I’m having a wifi free weekend. Well not a weekend. A day. I’m using my sister’a cell and spotty data to try to post this. I’ll be back tomorrow.
I don’t know what my life is doing now. It won’t be controlled. It won’t allow me to make any kinda plans for it. It’s like it has a mind of its own.
I don’t want to talk about it. Life is on the sucky side right now.
Today, I, being the awesome aunt that I am (said with much humility), participated in The Provost Piranhas Swim Club’s annual bottle drive. What the club does is they announce to residents a few weeks before that they will pick up their recyclables on a certain day. Then they will drive house to house asking for bottles to help with their fundraising bottle drive.
The parents and the kids then bring the bottles, cans and cartons to the Bottle Depot where they sort them.
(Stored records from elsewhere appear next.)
//! Internal Diesel row structs for database operations.
//!
//! These types are implementation details of the persistence layer and must
//! never be exposed to the domain. Each read row converts into its domain
//! entity; conversion failures surface as `StoreError::Query`.

use chrono::{DateTime, Utc};
use diesel::prelude::*;
use uuid::Uuid;

use crate::domain::ports::StoreError;
use crate::domain::{
    Address, Category, CategoryId, Coordinates, Email, OAuthLink, OneTimePurpose, OneTimeToken,
    PasswordHash, Placemark, PlacemarkId, Profile, RefreshTokenRecord, Review, ReviewId, Role,
    User, UserId,
};

use super::schema::{categories, one_time_tokens, placemarks, refresh_tokens, reviews, users};

// ---------------------------------------------------------------------------
// Users
// ---------------------------------------------------------------------------

#[derive(Debug, Clone, Queryable, Selectable)]
#[diesel(table_name = users)]
#[diesel(check_for_backend(diesel::pg::Pg))]
pub(crate) struct UserRow {
    pub id: Uuid,
    pub email: String,
    pub password_hash: Option<String>,
    pub role: String,
    pub email_verified_at: Option<DateTime<Utc>>,
    pub first_name: String,
    pub last_name: String,
    pub contact_email: Option<String>,
    pub contact_phone: Option<String>,
    pub oauth_provider: Option<String>,
    pub oauth_subject: Option<String>,
    pub created_at: DateTime<Utc>,
    pub updated_at: DateTime<Utc>,
}

impl UserRow {
    pub fn into_domain(self) -> Result<User, StoreError> {
        let email = Email::parse(&self.email)
            .map_err(|err| StoreError::query(format!("stored email for {}: {err}", self.id)))?;
        let role: Role = self
            .role
            .parse()
            .map_err(|err| StoreError::query(format!("stored role for {}: {err}", self.id)))?;
        let oauth = match (self.oauth_provider, self.oauth_subject) {
            (Some(provider), Some(subject)) => Some(OAuthLink { provider, subject }),
            _ => None,
        };
        Ok(User {
            id: UserId::from_uuid(self.id),
            email,
            password_hash: self.password_hash.map(PasswordHash::new),
            role,
            email_verified_at: self.email_verified_at,
            profile: Profile {
                first_name: self.first_name,
                last_name: self.last_name,
                contact_email: self.contact_email,
                contact_phone: self.contact_phone,
            },
            oauth,
            created_at: self.created_at,
            updated_at: self.updated_at,
        })
    }
}

#[derive(Debug, Clone, Insertable)]
#[diesel(table_name = users)]
pub(crate) struct NewUserRow<'a> {
    pub id: Uuid,
    pub email: &'a str,
    pub password_hash: Option<&'a str>,
    pub role: &'a str,
    pub email_verified_at: Option<DateTime<Utc>>,
    pub first_name: &'a str,
    pub last_name: &'a str,
    pub contact_email: Option<&'a str>,
    pub contact_phone: Option<&'a str>,
    pub oauth_provider: Option<&'a str>,
    pub oauth_subject: Option<&'a str>,
    pub created_at: DateTime<Utc>,
    pub updated_at: DateTime<Utc>,
}

impl<'a> From<&'a User> for NewUserRow<'a> {
    fn from(user: &'a User) -> Self {
        Self {
            id: *user.id.as_uuid(),
            email: user.email.as_ref(),
            password_hash: user.password_hash.as_ref().map(PasswordHash::as_str),
            role: user.role.as_str(),
            email_verified_at: user.email_verified_at,
            first_name: &user.profile.first_name,
            last_name: &user.profile.last_name,
            contact_email: user.profile.contact_email.as_deref(),
            contact_phone: user.profile.contact_phone.as_deref(),
            oauth_provider: user.oauth.as_ref().map(|l| l.provider.as_str()),
            oauth_subject: user.oauth.as_ref().map(|l| l.subject.as_str()),
            created_at: user.created_at,
            updated_at: user.updated_at,
        }
    }
}

/// Changeset for profile edits. `None` values are written as NULL.
#[derive(Debug, Clone, AsChangeset)]
#[diesel(table_name = users)]
#[diesel(treat_none_as_null = true)]
pub(crate) struct ProfileUpdate<'a> {
    pub first_name: &'a str,
    pub last_name: &'a str,
    pub contact_email: Option<&'a str>,
    pub contact_phone: Option<&'a str>,
    pub updated_at: DateTime<Utc>,
}

// ---------------------------------------------------------------------------
// Credential tokens
// ---------------------------------------------------------------------------

#[derive(Debug, Clone, Queryable, Selectable, Insertable)]
#[diesel(table_name = refresh_tokens)]
#[diesel(check_for_backend(diesel::pg::Pg))]
pub(crate) struct RefreshTokenRow {
    pub token: String,
    pub user_id: Uuid,
    pub jti: String,
    pub revoked: bool,
    pub expires_at: DateTime<Utc>,
    pub created_at: DateTime<Utc>,
}

impl From<RefreshTokenRow> for RefreshTokenRecord {
    fn from(row: RefreshTokenRow) -> Self {
        Self {
            token: row.token,
            user_id: UserId::from_uuid(row.user_id),
            jti: row.jti,
            revoked: row.revoked,
            expires_at: row.expires_at,
            created_at: row.created_at,
        }
    }
}

impl From<&RefreshTokenRecord> for RefreshTokenRow {
    fn from(record: &RefreshTokenRecord) -> Self {
        Self {
            token: record.token.clone(),
            user_id: *record.user_id.as_uuid(),
            jti: record.jti.clone(),
            revoked: record.revoked,
            expires_at: record.expires_at,
            created_at: record.created_at,
        }
    }
}

#[derive(Debug, Clone, Queryable, Selectable, Insertable)]
#[diesel(table_name = one_time_tokens)]
#[diesel(check_for_backend(diesel::pg::Pg))]
pub(crate) struct OneTimeTokenRow {
    pub token: String,
    pub user_id: Uuid,
    pub purpose: String,
    pub new_email: Option<String>,
    pub created_at: DateTime<Utc>,
}

impl OneTimeTokenRow {
    pub fn into_domain(self) -> Result<OneTimeToken, StoreError> {
        let purpose = OneTimePurpose::parse(&self.purpose).ok_or_else(|| {
            StoreError::query(format!("unknown one-time token purpose {}", self.purpose))
        })?;
        Ok(OneTimeToken {
            token: self.token,
            user_id: UserId::from_uuid(self.user_id),
            purpose,
            new_email: self.new_email,
            created_at: self.created_at,
        })
    }
}

impl From<&OneTimeToken> for OneTimeTokenRow {
    fn from(token: &OneTimeToken) -> Self {
        Self {
            token: token.token.clone(),
            user_id: *token.user_id.as_uuid(),
            purpose: token.purpose.as_str().to_owned(),
            new_email: token.new_email.clone(),
            created_at: token.created_at,
        }
    }
}

// ---------------------------------------------------------------------------
// Catalogue
// ---------------------------------------------------------------------------

#[derive(Debug, Clone, Queryable, Selectable, Insertable)]
#[diesel(table_name = categories)]
#[diesel(check_for_backend(diesel::pg::Pg))]
pub(crate) struct CategoryRow {
    pub id: Uuid,
    pub name: String,
    pub description: Option<String>,
    pub created_by: Option<Uuid>,
    pub created_at: DateTime<Utc>,
}

impl From<CategoryRow> for Category {
    fn from(row: CategoryRow) -> Self {
        Self {
            id: CategoryId::from_uuid(row.id),
            name: row.name,
            description: row.description,
            created_by: row.created_by.map(UserId::from_uuid),
            created_at: row.created_at,
        }
    }
}

impl From<&Category> for CategoryRow {
    fn from(category: &Category) -> Self {
        Self {
            id: *category.id.as_uuid(),
            name: category.name.clone(),
            description: category.description.clone(),
            created_by: category.created_by.map(|id| *id.as_uuid()),
            created_at: category.created_at,
        }
    }
}

#[derive(Debug, Clone, Queryable, Selectable, Insertable)]
#[diesel(table_name = placemarks)]
#[diesel(check_for_backend(diesel::pg::Pg))]
pub(crate) struct PlacemarkRow {
    pub id: Uuid,
    pub name: String,
    pub description: Option<String>,
    pub street: String,
    pub house_number: String,
    pub zip: String,
    pub city: String,
    pub country: String,
    pub latitude: f64,
    pub longitude: f64,
    pub image_url: Option<String>,
    pub is_public: bool,
    pub view_count: i64,
    pub owner_id: Uuid,
    pub category_id: Uuid,
    pub created_at: DateTime<Utc>,
    pub updated_at: DateTime<Utc>,
}

impl From<PlacemarkRow> for Placemark {
    fn from(row: PlacemarkRow) -> Self {
        Self {
            id: PlacemarkId::from_uuid(row.id),
            name: row.name,
            description: row.description,
            address: Address {
                street: row.street,
                house_number: row.house_number,
                zip: row.zip,
                city: row.city,
                country: row.country,
            },
            coordinates: Coordinates {
                latitude: row.latitude,
                longitude: row.longitude,
            },
            image_url: row.image_url,
            is_public: row.is_public,
            view_count: row.view_count,
            owner_id: UserId::from_uuid(row.owner_id),
            category_id: CategoryId::from_uuid(row.category_id),
            created_at: row.created_at,
            updated_at: row.updated_at,
        }
    }
}

impl From<&Placemark> for PlacemarkRow {
    fn from(p: &Placemark) -> Self {
        Self {
            id: *p.id.as_uuid(),
            name: p.name.clone(),
            description: p.description.clone(),
            street: p.address.street.clone(),
            house_number: p.address.house_number.clone(),
            zip: p.address.zip.clone(),
            city: p.address.city.clone(),
            country: p.address.country.clone(),
            latitude: p.coordinates.latitude,
            longitude: p.coordinates.longitude,
            image_url: p.image_url.clone(),
            is_public: p.is_public,
            view_count: p.view_count,
            owner_id: *p.owner_id.as_uuid(),
            category_id: *p.category_id.as_uuid(),
            created_at: p.created_at,
            updated_at: p.updated_at,
        }
    }
}

#[derive(Debug, Clone, Queryable, Selectable, Insertable)]
#[diesel(table_name = reviews)]
#[diesel(check_for_backend(diesel::pg::Pg))]
pub(crate) struct ReviewRow {
    pub id: Uuid,
    pub rating: Option<i16>,
    pub comment: String,
    pub author_id: Uuid,
    pub placemark_id: Uuid,
    pub parent_id: Option<Uuid>,
    pub created_at: DateTime<Utc>,
}

impl ReviewRow {
    pub fn into_domain(self) -> Result<Review, StoreError> {
        let rating = self
            .rating
            .map(u8::try_from)
            .transpose()
            .map_err(|_| StoreError::query(format!("review {} has an invalid rating", self.id)))?;
        Ok(Review {
            id: ReviewId::from_uuid(self.id),
            rating,
            comment: self.comment,
            author_id: UserId::from_uuid(self.author_id),
            placemark_id: PlacemarkId::from_uuid(self.placemark_id),
            parent_id: self.parent_id.map(ReviewId::from_uuid),
            created_at: self.created_at,
        })
    }
}

impl From<&Review> for ReviewRow {
    fn from(review: &Review) -> Self {
        Self {
            id: *review.id.as_uuid(),
            rating: review.rating.map(i16::from),
            comment: review.comment.clone(),
            author_id: *review.author_id.as_uuid(),
            placemark_id: *review.placemark_id.as_uuid(),
            parent_id: review.parent_id.map(|id| *id.as_uuid()),
            created_at: review.created_at,
        }
    }
}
Cans one way, green tinted bottles another, cartons another, I think you get it. After sorting the recyclables are then packaged into bags of two or three hundred where they will be sent off for recycling. I think now was the time you get to judge your neighbors a little but the sheer volume of Coco-Cola bottles they had. We saw those Bud Lights too.
Now, for us island people who don’t really have recycling, the way money is made is that they get a few cents for every piece of recycling that they send off. If enough people donate their recycling the club can make quite a bit of money. I think this is brilliant way to raise money. You get to help the planet and contribute to kiddies same time.
It did start to rain like an hour into the sorting and I must admit that my altruism did wash away in the showers. I retreated to the car where I sat reading til everything was done. But my heart was with them the whole time.
I was quite impressed at the turnout. Moms and dads rifling through refuse, in the rain, to help their children. It touched my heart to watch such dedication , comfortably perched in the warm, dry car.
One of the hardest things to do while you’re traveling is to eat right and exercise regularly. Now I’ll be real, the food thing is a straight flop. I’ve been eating junk and crap since I got here. Matter of fact, I just bought a box of Twinkies from a not so local Walmart. I don’t think I’ve ever eaten a Twinkie in my whole life. In fact, I was quite sure that Hostess discontinued making them. This is just one of the many bad food choices I’ve made while here.
I usually try to go to the gym 4-5 times a week back in Provo. I live on an island and swimsuit season is upon us. So, while I know I’m not gonna be good on the diet part, I have made attempts at the work out part. I’ve been to the gym several times since I was here. The other two times I’ve been I noticed I fatigued way more easily than I typically do. At first I blamed it on my lack of cardio, then some congestion that I was having. But today, with minimal cardio and no congestion I had to examine my life. Doing light squats and lunges I found myself breathing heavily and struggling to catch my breath.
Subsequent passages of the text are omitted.